TASK DATA –
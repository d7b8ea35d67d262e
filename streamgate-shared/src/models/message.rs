use std::collections::HashMap;

use chrono::{DateTime, Utc};
use serde::{Deserialize, Serialize};
use serde_json::Value;

/// A fully assembled reply, produced exactly once per message when the
/// terminal fragment has been received and the sequence range is dense.
#[derive(Debug, Clone, PartialEq, Serialize, Deserialize)]
pub struct Message {
    pub message_id: String,
    pub session_id: String,
    pub role: String,
    pub content: String,
    pub token_count: u32,
    #[serde(default, skip_serializing_if = "Option::is_none")]
    pub metadata: Option<HashMap<String, Value>>,
    pub created_at: DateTime<Utc>,
}

/// Observability snapshot of one reorder buffer.
///
/// `total_expected` is only known once the terminal fragment has been seen.
#[derive(Debug, Clone, PartialEq, Eq, Serialize, Deserialize)]
pub struct BufferState {
    #[serde(default, skip_serializing_if = "Option::is_none")]
    pub total_expected: Option<u64>,
    pub total_received: u64,
    pub total_sent: u64,
    pub missing_chunks: Vec<u64>,
    pub is_complete: bool,
}
use std::collections::HashMap;

use chrono::{DateTime, Utc};
use serde::{Deserialize, Serialize};
use serde_json::Value;

/// Body of `POST /api/chat`.
#[derive(Debug, Clone, Serialize, Deserialize)]
pub struct ChatRequest {
    pub session_id: String,
    pub user_id: String,
    pub message: String,
    #[serde(default, skip_serializing_if = "Option::is_none")]
    pub ai_provider: Option<String>,
    #[serde(default, skip_serializing_if = "Option::is_none")]
    pub model: Option<String>,
    #[serde(default, skip_serializing_if = "Option::is_none")]
    pub context: Option<HashMap<String, Value>>,
}

/// Accepted-submission acknowledgement returned with `202`.
#[derive(Debug, Clone, Serialize, Deserialize)]
pub struct ChatResponse {
    pub message_id: String,
    pub session_id: String,
    pub status: String,
    pub timestamp: DateTime<Utc>,
    pub correlation_id: String,
}

#[cfg(test)]
mod tests {
    use super::*;
    use serde_json::json;

    #[test]
    fn request_requires_mandatory_fields() {
        let err = serde_json::from_value::<ChatRequest>(json!({
            "session_id": "s-1",
            "message": "hi"
        }));
        assert!(err.is_err());
    }

    #[test]
    fn request_accepts_optional_provider_settings() {
        let request: ChatRequest = serde_json::from_value(json!({
            "session_id": "s-1",
            "user_id": "u-1",
            "message": "hi",
            "ai_provider": "openai",
            "model": "gpt-4o",
            "context": {"temperature": 0.2}
        }))
        .unwrap();

        assert_eq!(request.ai_provider.as_deref(), Some("openai"));
        assert_eq!(
            request.context.unwrap().get("temperature"),
            Some(&json!(0.2))
        );
    }

    #[test]
    fn response_serializes_wire_fields() {
        let response = ChatResponse {
            message_id: "m-1".into(),
            session_id: "s-1".into(),
            status: "accepted".into(),
            timestamp: Utc::now(),
            correlation_id: "c-1".into(),
        };

        let value = serde_json::to_value(&response).unwrap();
        assert_eq!(value["status"], json!("accepted"));
        assert!(value["timestamp"].is_string());
    }
}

WHAT IS BEING ASKED – The lines to show are those in the data above that include "terminal".

EXPECTED ANSWER –
/// terminal fragment has been received and the sequence range is dense.
/// `total_expected` is only known once the terminal fragment has been seen.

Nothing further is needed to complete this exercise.